Any kind. People are free to say whatever, whenever - the question is, whether
or not you believe them.

In the game, each person takes a turn to select a 'squad' for a 'mission'.
Then, everyone votes whether or not to accept the squad, and if the squad is
accepted, it goes on a mission. The mission consists of the entire squad
voting in secret whether the mission is a "failure" or a "success". Good
people can vote only "success", evil can vote either "success" or "failure".
The votes are tallied (without revealing who voted which way), and if there's
one or more failures, the mission fails. The good team wins the game if 3
missions end with success, the evil team wins if 3 missions end with failure
(or if the general vote fails to accept the squad five times in a row). The
twist is, if good team wins, evil team has one last chance to guess which of
the good players was "Merlin", i.e. one who knows who is in which team. If
they guess correctly, the evil team wins.
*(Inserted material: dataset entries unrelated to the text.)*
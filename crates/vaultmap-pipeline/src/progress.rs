//! Run progress reporting

use serde::Serialize;

/// Pipeline stage a run is in.
#[derive(Debug, Clone, Copy, PartialEq, Eq, Serialize, Default)]
#[serde(rename_all = "snake_case")]
pub enum Stage {
    #[default]
    Queued,
    ReadingFiles,
    Parsing,
    Building,
    Layout,
    Caching,
    Finished,
}

#[derive(Debug, Clone, Default, PartialEq, Serialize)]
pub struct RunProgress {
    pub stage: Stage,
    pub documents_total: usize,
    pub documents_processed: usize,
    pub layout_iterations: usize,
    pub layout_iterations_total: usize,
}

impl RunProgress {
    /// Rough completion in `[0, 1]`; parsing and layout weigh equally.
    pub fn fraction(&self) -> f64 {
        let ratio = |done: usize, total: usize| if total == 0 { 1.0 } else { done as f64 / total as f64 };
        match self.stage {
            Stage::Queued | Stage::ReadingFiles => 0.0,
            Stage::Parsing => 0.5 * ratio(self.documents_processed, self.documents_total),
            Stage::Building => 0.5,
            Stage::Layout => 0.5 + 0.5 * ratio(self.layout_iterations, self.layout_iterations_total),
            Stage::Caching | Stage::Finished => 1.0,
        }
    }
}

/// Layout progress is published about this many times per run.
pub const LAYOUT_PROGRESS_UPDATES: usize = 100;

/// Whether iteration `done` of `total` should be published.
pub(crate) fn layout_update_due(done: usize, total: usize) -> bool {
    let step = (total / LAYOUT_PROGRESS_UPDATES).max(1);
    done % step == 0 || done == total
}

#[cfg(test)]
mod tests {
    use super::*;

    #[test]
    fn fraction_by_stage() {
        let mut progress = RunProgress::default();
        assert_eq!(progress.fraction(), 0.0);

        progress.stage = Stage::Parsing;
        progress.documents_total = 4;
        progress.documents_processed = 2;
        assert_eq!(progress.fraction(), 0.25);

        progress.stage = Stage::Layout;
        progress.layout_iterations_total = 10;
        progress.layout_iterations = 10;
        assert_eq!(progress.fraction(), 1.0);
    }

    #[test]
    fn layout_updates_are_throttled() {
        let published: Vec<usize> = (1..=1000).filter(|&i| layout_update_due(i, 1000)).collect();
        assert_eq!(published.len(), LAYOUT_PROGRESS_UPDATES);
        assert_eq!(published.first(), Some(&10));
        assert_eq!(published.last(), Some(&1000));

        let uneven = (1..=1055).filter(|&i| layout_update_due(i, 1055)).count();
        assert_eq!(uneven, 106);
        assert!((1..=40).all(|i| layout_update_due(i, 40)));
    }
}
The game consists mostly of the good players trying to guess who is good (to
avoid taking evil players on missions), and the evil players trying to confuse
everyone. Merlin, who knows who is good and who is evil, can't be too obvious
about revealing his/her knowledge, lest he/she gets sniped at the end.

So my question is - how can Merlin pass his knowledge about the composition of
two teams to everyone without revealing his/her own identity? We can assume
that whatever protocol there is, at least half of the players (i.e. the good
team) will be willing to follow it, and the rest might want to disrupt it or
maliciously insert false information.

I've been thinking about it for quite a while, but I don't have much
experience or knowledge of the area, so any pointers would be appreciated.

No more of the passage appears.